Tuesday, July 15, 2014

The Strategy Goldberg and Cohorts fail to see

Jeffrey Goldberg is a pundit regarded by some highly placed people in America as being a serious thinker with a knack for the subject of geopolitics … especially when it comes to the affairs of the Middle East. Whatever makes these people think so, they may develop a different view if they read the article he wrote under the title: Is Hamas trying to get Gazans Killed?” It was published on July 11, 2014 in Bloomberg View.

Goldberg quotes the President of the Palestinian Authority, Mahmoud Abbas as asking the Hamas people: What are you trying to achieve by sending rockets?” and Goldberg takes it upon himself to suggest this answer: “Hamas is trying to get Israel to kill as many Palestinians as possible.” And this is the best he could do in the absence of reports relating to the sort of internal dialogue the Palestinians may be having among themselves.

He goes on to write the rest of the article based on that opinion because he sees no other explanation for what is happening in the war that is unfolding at this time between Hamas and Israel. In his words: “Hamas has no other plausible strategic goal here.” And this is what should tell us that Jeffrey Goldberg and others like him are incapable of analyzing a situation, and seeing the long term goal of each player from the moves that they make. Pundits like Goldberg can only scrutinize what the political and/or military leaders say, rehash it and then agree with one side or the other. In other words, the esteem that these people command is highly inflated, and they are not worth their salt.

Look what Goldberg does in the absence of reports concerning the internal debate that the Palestinians may be having. First, he writes this “The men who run Hamas … wish to bring about the annihilation of the Jewish state.” Second, he contrasts that canard with this: “The Israeli military has the operational capability to level the entire Gaza Strip in a day, if it so chooses.” In other words, he is using stale ideals and meaningless stereotypes to build a theory that is so childish, it tells you that listening to this sort of people is what turned America the superpower into America the super-joke.

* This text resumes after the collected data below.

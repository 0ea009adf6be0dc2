pub mod cli;
pub mod error;
pub mod logging;
pub mod models;
pub mod server;
pub mod services;
pub mod sources;
pub mod utils;

#[cfg(test)]
pub(crate) mod test_support;

pub use cli::{Cli, Commands};
pub use error::AppError;
pub use models::{Config, OutputFormat};
pub use services::RagEngine;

What is wrong with guys like Goldberg? Well, many of these people are old enough to remember the Cold War, and the strategy that was then used, and came to be called Mutually Assured Destruction or MAD, adopted by America and NATO on one side, and the Soviet Union together with the Warsaw Pact on the other side. It was mad because each side had no alternative but to build their forces up to a level at which they could absorb a first nuclear strike and still be able to retaliate and destroy the other. Call it what you wish but the world has gone through that period without a serious incident, and we're all alive today.

Now think of the hardship that the people of Gaza went through, forcing Ariel Sharon to realize that it was time to cut Israel's losses and withdraw its forces as well as the settlers out of Gaza. And what happened after that? Two major things happened: one political and one military. On the political side, the Israelis and their mouthpieces in America and elsewhere exposed and started debating the Jewish plan to go ahead with the two-state solution based on the idea that Gaza will be the Palestinian state, and that Israel will annex the West Bank, thus realize the greater Israel that Jews have been dreaming about for a century or more.

As to the military side, seeing that Gaza was on the cusp of becoming another Dubai – a feat that would have made the Palestinians in the West Bank revolt and demand freedom – Israel used every fake excuse it could fabricate to do three things: (1) blockade Gaza to prevent it from trading with the rest of the world; (2) bomb its infrastructure to set it back each time that it made progress; (3) assassinate its key people under the pretext that they have bad intentions.

And this is when the military leaders of Hamas gained the upper hand over the political leaders – almost a duplication of what happened in Lebanon where Hezbollah is concerned. They too understood that fighting Israel meant fighting America, something they could not sustain. And they concluded that the only long term strategy for a viable Palestine to come into being was to adopt the MAD strategy of the Cold War. It mean build up their forces in such a way as to make the people of Israel understand that if their military will interfere with their economic plan, they will pay the price. The Israelis got that message loud and clear this time.

This is the deterrence that Hamas brought to the people of Palestine. And this is what Mahmoud Abbas might be convinced he should embrace.